=== Required action ===
What you return should be each line of the data containing the string "WordCloudOptions".

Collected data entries
//! Resumo CLI - text, document and webpage summarisation
//!
//! The application logic is contained in lib.rs, and this file is responsible
//! for parsing arguments and handling top-level errors.

use anyhow::Context;
use clap::{CommandFactory, Parser, Subcommand};
use clap_complete::Shell;
use resumo::{session, source, ui, Config, GeminiSummarizer, InputMode, Options, Submission, Summarizer};
use std::io::Read;
use std::path::PathBuf;
use tracing_subscriber::EnvFilter;

#[derive(Parser)]
#[command(name = "resumo")]
#[command(author, version, about = "Summarise text, PDF, Word documents and web pages with Gemini", long_about = None)]
struct Cli {
    /// Path to a resumo.toml config file
    #[arg(long, global = true)]
    config: Option<PathBuf>,
    /// Enable debug logging
    #[arg(short, long, global = true)]
    verbose: bool,
    #[command(subcommand)]
    command: Option<Commands>,
}

#[derive(Subcommand)]
enum Commands {
    /// Summarise text, a PDF, a Word document or a webpage
    Summarise {
        /// Input source
        #[arg(value_enum)]
        mode: InputMode,
        /// The text itself ("-" reads stdin), a file path, or a URL
        input: String,
        /// Show raw extracted text instead of summary
        #[arg(long)]
        raw: bool,
        /// Also show word statistics
        #[arg(long)]
        stats: bool,
        /// Skip the summary (implies --stats)
        #[arg(long)]
        no_summary: bool,
        /// Print the result as JSON
        #[arg(long)]
        json: bool,
        /// Write the word cloud SVG to this path
        #[arg(long)]
        cloud: Option<PathBuf>,
    },
    /// Show word statistics without summarising
    Stats {
        #[arg(value_enum)]
        mode: InputMode,
        input: String,
        #[arg(long)]
        json: bool,
        #[arg(long)]
        cloud: Option<PathBuf>,
    },
    /// Generate shell completions
    Completions {
        #[arg(value_enum)]
        shell: Shell,
    },
}

#[tokio::main]
async fn main() -> anyhow::Result<()> {
    let cli = Cli::parse();
    init_tracing(cli.verbose);

    let config = match &cli.config {
        Some(path) => Config::load_from(path)?,
        None => Config::load()?,
    };

    match cli.command {
        Some(Commands::Summarise {
            mode,
            input,
            raw,
            stats,
            no_summary,
            json,
            cloud,
        }) => {
            let submission = read_submission(mode, &input)?;

            if raw {
                // Just show raw extracted text
                let document = source::acquire(&submission).await?;
                if let Some(title) = &document.title {
                    println!("\n=== {} ===\n", title);
                }
                println!("{}", document.text);
                eprintln!("\n--- Extracted {} characters ---", document.text.len());
                return Ok(());
            }

            let options = Options {
                summarize: !no_summary,
                analytics: stats || no_summary || cloud.is_some(),
                ..Options::from_config(&config)
            };
            run_once(&submission, &options, &config, json, cloud).await
        }
        Some(Commands::Stats {
            mode,
            input,
            json,
            cloud,
        }) => {
            let submission = read_submission(mode, &input)?;
            let options = Options {
                summarize: false,
                analytics: true,
                ..Options::from_config(&config)
            };
            run_once(&submission, &options, &config, json, cloud).await
        }
        Some(Commands::Completions { shell }) => {
            clap_complete::generate(shell, &mut Cli::command(), "resumo", &mut std::io::stdout());
            Ok(())
        }
        None => {
            // Default: interactive session
            ui::run(&config).await
        }
    }
}

async fn run_once(
    submission: &Submission,
    options: &Options,
    config: &Config,
    json: bool,
    cloud: Option<PathBuf>,
) -> anyhow::Result<()> {
    let summarizer = if options.summarize {
        match GeminiSummarizer::from_config(config) {
            Ok(summarizer) => Some(summarizer),
            Err(e) => {
                tracing::warn!(error = %e, "summariser unavailable");
                None
            }
        }
    } else {
        None
    };
    let summarizer = summarizer.as_ref().map(|s| s as &dyn Summarizer);

    let outcome = session::handle(submission, summarizer, options).await;

    if let (Some(path), Some(stats)) = (&cloud, &outcome.analytics) {
        std::fs::write(path, stats.word_cloud.to_svg())
            .with_context(|| format!("failed to write {}", path.display()))?;
    }

    if json {
        println!("{}", serde_json::to_string_pretty(&outcome)?);
    } else {
        for notice in &outcome.notices {
            ui::print_notice(notice);
        }
        if let Some(summary) = &outcome.summary {
            println!("{}", summary.text);
        }
        if let Some(stats) = &outcome.analytics {
            if outcome.summary.is_some() {
                println!();
            }
            println!("{}", resumo::analytics::format_top_words(&stats.top_words));
        }
    }

    if outcome.has_errors() {
        anyhow::bail!("{} failed", submission.mode());
    }
    Ok(())
}

/// Build a submission, reading stdin for `text -`
fn read_submission(mode: InputMode, input: &str) -> anyhow::Result<Submission> {
    if mode == InputMode::Text && input == "-" {
        let mut text = String::new();
        std::io::stdin()
            .read_to_string(&mut text)
            .context("failed to read stdin")?;
        return Ok(Submission::Text(text));
    }

    Submission::from_input(mode, input).with_context(|| format!("failed to read {}", input))
}

fn init_tracing(verbose: bool) {
    let default_filter = if verbose { "resumo=debug" } else { "warn" };
    let filter =
        EnvFilter::try_from_default_env().unwrap_or_else(|_| EnvFilter::new(default_filter));

    tracing_subscriber::fmt()
        .with_env_filter(filter)
        .with_writer(std::io::stderr)
        .with_target(false)
        .init();
}
//! Summary struct - the output of the summarisation agent.

use serde::{Deserialize, Serialize};

/// Summary text returned by the model, kept verbatim.
#[derive(Debug, Clone, PartialEq, Eq, Serialize, Deserialize)]
pub struct Summary {
    /// Model identifier the summary was requested from
    pub model: String,
    /// Response text, exactly as the service returned it
    pub text: String,
}

impl Summary {
    /// Create a new summary
    pub fn new(model: impl Into<String>, text: impl Into<String>) -> Self {
        Self {
            model: model.into(),
            text: text.into(),
        }
    }
}
//! Request handling for a single user action.
//!
//! [`handle`] turns a submission into an [`Outcome`] of plain data. It never
//! fails: problems become [`Notice`]s for the presentation layer to show.

use crate::agent::{self, Summarizer};
use crate::analytics::{self, WordCount};
use crate::config::{Config, ConfigError, API_KEY_VAR};
use crate::source::{self, SourceError, Submission};
use crate::summary::Summary;
use crate::wordcloud::{WordCloud, WordCloudOptions};
use serde::Serialize;
use tracing::{info, warn};

pub const EMPTY_INPUT_WARNING: &str = "Por favor, insira um texto para gerar o resumo.";

/// A message for the user
#[derive(Debug, Clone, PartialEq, Eq, Serialize)]
#[serde(tag = "level", content = "message", rename_all = "lowercase")]
pub enum Notice {
    Warning(String),
    Error(String),
}

impl Notice {
    pub fn is_error(&self) -> bool {
        matches!(self, Notice::Error(_))
    }

    pub fn message(&self) -> &str {
        match self {
            Notice::Warning(m) | Notice::Error(m) => m,
        }
    }
}

/// What to do with the acquired text
#[derive(Debug, Clone)]
pub struct Options {
    pub summarize: bool,
    pub analytics: bool,
    pub top_n: usize,
    pub max_words: usize,
}

impl Options {
    pub fn from_config(config: &Config) -> Self {
        Self {
            summarize: true,
            analytics: true,
            top_n: config.analytics.top_n,
            max_words: config.analytics.max_words,
        }
    }
}

impl Default for Options {
    fn default() -> Self {
        Self::from_config(&Config::default())
    }
}

#[derive(Debug, Clone, Serialize)]
pub struct Analytics {
    pub top_words: Vec<WordCount>,
    #[serde(skip)]
    pub word_cloud: WordCloud,
}

/// Result of one submission
#[derive(Debug, Clone, Default, Serialize)]
pub struct Outcome {
    pub text: String,
    #[serde(skip_serializing_if = "Option::is_none")]
    pub title: Option<String>,
    #[serde(skip_serializing_if = "Option::is_none")]
    pub summary: Option<Summary>,
    #[serde(skip_serializing_if = "Option::is_none")]
    pub analytics: Option<Analytics>,
    pub notices: Vec<Notice>,
}

impl Outcome {
    pub fn has_errors(&self) -> bool {
        self.notices.iter().any(Notice::is_error)
    }

    fn notice(mut self, notice: Notice) -> Self {
        self.notices.push(notice);
        self
    }
}

/// Handle one submission.
///
/// The summariser is `None` when no credential is configured; asking for a
/// summary then yields an error notice and no service call.
pub async fn handle(
    submission: &Submission,
    summarizer: Option<&dyn Summarizer>,
    options: &Options,
) -> Outcome {
    let document = match source::acquire(submission).await {
        Ok(document) => document,
        Err(e) => {
            warn!(error = %e, "acquisition failed");
            return Outcome::default().notice(Notice::Error(acquisition_message(&e)));
        }
    };

    if document.is_empty() {
        info!(mode = %submission.mode(), "empty input, nothing to do");
        return Outcome::default().notice(Notice::Warning(EMPTY_INPUT_WARNING.to_string()));
    }

    let mut outcome = Outcome {
        text: document.text,
        title: document.title,
        ..Default::default()
    };

    if options.summarize {
        match summarizer {
            Some(summarizer) => match agent::summarize(summarizer, &outcome.text).await {
                Ok(summary) => outcome.summary = Some(summary),
                Err(e) => {
                    warn!(error = %e, "summarisation failed");
                    outcome
                        .notices
                        .push(Notice::Error(format!("Erro ao gerar o resumo: {}", e)));
                }
            },
            None => outcome.notices.push(Notice::Error(
                ConfigError::MissingApiKey(API_KEY_VAR.to_string()).to_string(),
            )),
        }
    }

    if options.analytics {
        outcome.analytics = Some(analyze(&outcome.text, options));
    }

    outcome
}

/// Top-N listing and word cloud. Each re-tokenises the text.
pub fn analyze(text: &str, options: &Options) -> Analytics {
    let cloud_options = WordCloudOptions {
        max_words: options.max_words,
        ..Default::default()
    };

    Analytics {
        top_words: analytics::top_words(text, options.top_n),
        word_cloud: WordCloud::from_text(text, &cloud_options),
    }
}

fn acquisition_message(error: &SourceError) -> String {
    match error {
        SourceError::Fetch(e) => format!("Erro ao acessar a URL: {}", e),
        SourceError::Extract(e) => format!("Erro ao extrair o texto: {}", e),
    }
}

=== Response to the exercise ===
use crate::wordcloud::{WordCloud, WordCloudOptions};
    let cloud_options = WordCloudOptions {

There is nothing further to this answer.